Heaven: Why being good will only get you so far

As I was growing up, American pop culture had sketched out the basic outlines of Christian belief—at least one generic kind of Christian belief. Most of us have seen the basic pattern: if you are a good person, you go to Heaven when you die, and if you are bad, you go to Hell.

This imagery has been played out for us a million times—when an otherwise good-natured cartoon character is blown up by the dynamite, they float up to heaven with wings and a white robe to play harp on a cloud somewhere. When the bad-natured character falls off the cliff, he just keeps tumbling through the layers of the earth to end up in a rocky, cavernous underground torture chamber full of fire and a red-suited devil with a pitchfork.

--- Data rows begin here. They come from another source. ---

use dashmap::mapref::entry::Entry;
use dashmap::DashMap;
use std::sync::atomic::{AtomicU64, Ordering};

use crate::error::LoanLedgerError;
use crate::loan::{Loan, LoanId};
use crate::LedgerResult;

/// Persistence seam for loans.
///
/// `save` and `remove` are compare-and-swap on [`Loan::version`]: they only
/// succeed when the stored version equals the caller's, and `save` bumps the
/// stored version by one. A mismatch is reported as
/// [`LoanLedgerError::ConcurrentModification`] and nothing is written.
pub trait LedgerStore: Send + Sync {
    /// Store a new loan at version 1.
    fn insert(&self, loan: Loan) -> LedgerResult<Loan>;

    fn load(&self, id: LoanId) -> LedgerResult<Loan>;

    /// Returns the stored copy with its new version.
    fn save(&self, loan: &Loan) -> LedgerResult<Loan>;

    fn remove(&self, id: LoanId, expected_version: u64) -> LedgerResult<()>;

    /// All loans ordered by id.
    fn list(&self) -> LedgerResult<Vec<Loan>>;

    /// Reserve an id above every id handed out or inserted so far. An id is
    /// never returned twice, even after its loan is removed.
    fn allocate_id(&self) -> LedgerResult<LoanId>;
}

/// Process-local store; each loan is guarded by its map shard during a save.
#[derive(Debug, Default)]
pub struct InMemoryLedgerStore {
    loans: DashMap<LoanId, Loan>,
    last_id: AtomicU64,
}

impl InMemoryLedgerStore {
    pub fn new() -> Self {
        Self::default()
    }

    /// Seed a store with loans exactly as given (versions untouched).
    pub fn from_loans(loans: impl IntoIterator<Item = Loan>) -> Self {
        let store = Self::new();
        for loan in loans {
            store.last_id.fetch_max(loan.id.0, Ordering::SeqCst);
            store.loans.insert(loan.id, loan);
        }
        store
    }

    pub fn len(&self) -> usize {
        self.loans.len()
    }

    pub fn is_empty(&self) -> bool {
        self.loans.is_empty()
    }
}

impl LedgerStore for InMemoryLedgerStore {
    fn insert(&self, mut loan: Loan) -> LedgerResult<Loan> {
        match self.loans.entry(loan.id) {
            Entry::Occupied(_) => Err(LoanLedgerError::LoanExists(loan.id)),
            Entry::Vacant(slot) => {
                loan.version = 1;
                self.last_id.fetch_max(loan.id.0, Ordering::SeqCst);
                slot.insert(loan.clone());
                Ok(loan)
            }
        }
    }

    fn load(&self, id: LoanId) -> LedgerResult<Loan> {
        self.loans
            .get(&id)
            .map(|l| l.value().clone())
            .ok_or(LoanLedgerError::LoanNotFound(id))
    }

    fn save(&self, loan: &Loan) -> LedgerResult<Loan> {
        let mut current = self
            .loans
            .get_mut(&loan.id)
            .ok_or(LoanLedgerError::LoanNotFound(loan.id))?;
        if current.version != loan.version {
            return Err(LoanLedgerError::ConcurrentModification {
                loan_id: loan.id,
                expected: loan.version,
                found: current.version,
            });
        }
        let mut stored = loan.clone();
        stored.version += 1;
        *current = stored.clone();
        Ok(stored)
    }

    fn remove(&self, id: LoanId, expected_version: u64) -> LedgerResult<()> {
        if self
            .loans
            .remove_if(&id, |_, l| l.version == expected_version)
            .is_some()
        {
            return Ok(());
        }
        match self.loans.get(&id) {
            Some(l) => Err(LoanLedgerError::ConcurrentModification {
                loan_id: id,
                expected: expected_version,
                found: l.version,
            }),
            None => Err(LoanLedgerError::LoanNotFound(id)),
        }
    }

    fn list(&self) -> LedgerResult<Vec<Loan>> {
        let mut loans: Vec<Loan> = self.loans.iter().map(|e| e.value().clone()).collect();
        loans.sort_by_key(|l| l.id);
        Ok(loans)
    }

    fn allocate_id(&self) -> LedgerResult<LoanId> {
        Ok(LoanId(self.last_id.fetch_add(1, Ordering::SeqCst) + 1))
    }
}

#[cfg(test)]
mod tests {
    use super::*;
    use crate::config::ScheduleConfig;
    use crate::loan::{BorrowerId, InterestMode, LoanTerms};
    use chrono::NaiveDate;
    use rust_decimal_macros::dec;

    fn loan(id: u64) -> Loan {
        let terms = LoanTerms::new(
            dec!(600.00),
            dec!(0.10),
            6,
            InterestMode::Simple,
            NaiveDate::from_ymd_opt(2024, 3, 1).unwrap(),
        );
        Loan::new(LoanId(id), BorrowerId(1), terms, &ScheduleConfig::default()).unwrap()
    }

    #[test]
    fn test_insert_sets_version_one() {
        let store = InMemoryLedgerStore::new();
        let stored = store.insert(loan(1)).unwrap();
        assert_eq!(stored.version, 1);
        assert_eq!(store.load(LoanId(1)).unwrap().version, 1);
    }

    #[test]
    fn test_duplicate_insert_rejected() {
        let store = InMemoryLedgerStore::new();
        store.insert(loan(1)).unwrap();
        assert_eq!(
            store.insert(loan(1)).unwrap_err(),
            LoanLedgerError::LoanExists(LoanId(1))
        );
    }

    #[test]
    fn test_stale_save_rejected() {
        let store = InMemoryLedgerStore::new();
        store.insert(loan(1)).unwrap();
        let a = store.load(LoanId(1)).unwrap();
        let b = store.load(LoanId(1)).unwrap();

        assert_eq!(store.save(&a).unwrap().version, 2);
        let err = store.save(&b).unwrap_err();
        assert_eq!(
            err,
            LoanLedgerError::ConcurrentModification {
                loan_id: LoanId(1),
                expected: 1,
                found: 2
            }
        );
    }

    #[test]
    fn test_remove_checks_version() {
        let store = InMemoryLedgerStore::new();
        store.insert(loan(1)).unwrap();
        assert!(store.remove(LoanId(1), 7).unwrap_err().is_conflict());
        store.remove(LoanId(1), 1).unwrap();
        assert!(store.is_empty());
        assert_eq!(
            store.remove(LoanId(1), 1).unwrap_err(),
            LoanLedgerError::LoanNotFound(LoanId(1))
        );
    }

    #[test]
    fn test_list_ordered_and_allocation_above_inserted() {
        let store = InMemoryLedgerStore::new();
        store.insert(loan(5)).unwrap();
        store.insert(loan(2)).unwrap();
        let ids: Vec<u64> = store.list().unwrap().iter().map(|l| l.id.0).collect();
        assert_eq!(ids, vec![2, 5]);
        assert_eq!(store.allocate_id().unwrap(), LoanId(6));
        assert_eq!(store.allocate_id().unwrap(), LoanId(7));
    }

    #[test]
    fn test_removed_id_not_reallocated() {
        let store = InMemoryLedgerStore::from_loans([loan(3)]);
        store.remove(LoanId(3), 0).unwrap();
        assert_eq!(store.allocate_id().unwrap(), LoanId(4));
    }
}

And the whole thing gets preached by a droning minister the next Sunday at the Springfield Presbylutheran Church on The Simpsons.

While these cartoon images capture the general spirit of the ultimate hopes and fears of the theology I grew up with, they miss a lot of the nuance of the dialectic between good and bad, faith and works, and divine and human nature within this particular culture.

While the Holiness tradition in which I grew up did teach us to strive for eventual “sanctification,” a state in which God had done God’s cleansing and perfecting work in us to cause us to finally stop desiring to sin, there was still a basic underlying belief that impacts every other belief, teaching, and action that stems from it:

We are not good.

We are totally depraved

And by “we,” I mean all of humanity—everyone who has ever lived, is living, or will live. None of us has ever been good, are good, or will be good—at least not by virtue of our own effort.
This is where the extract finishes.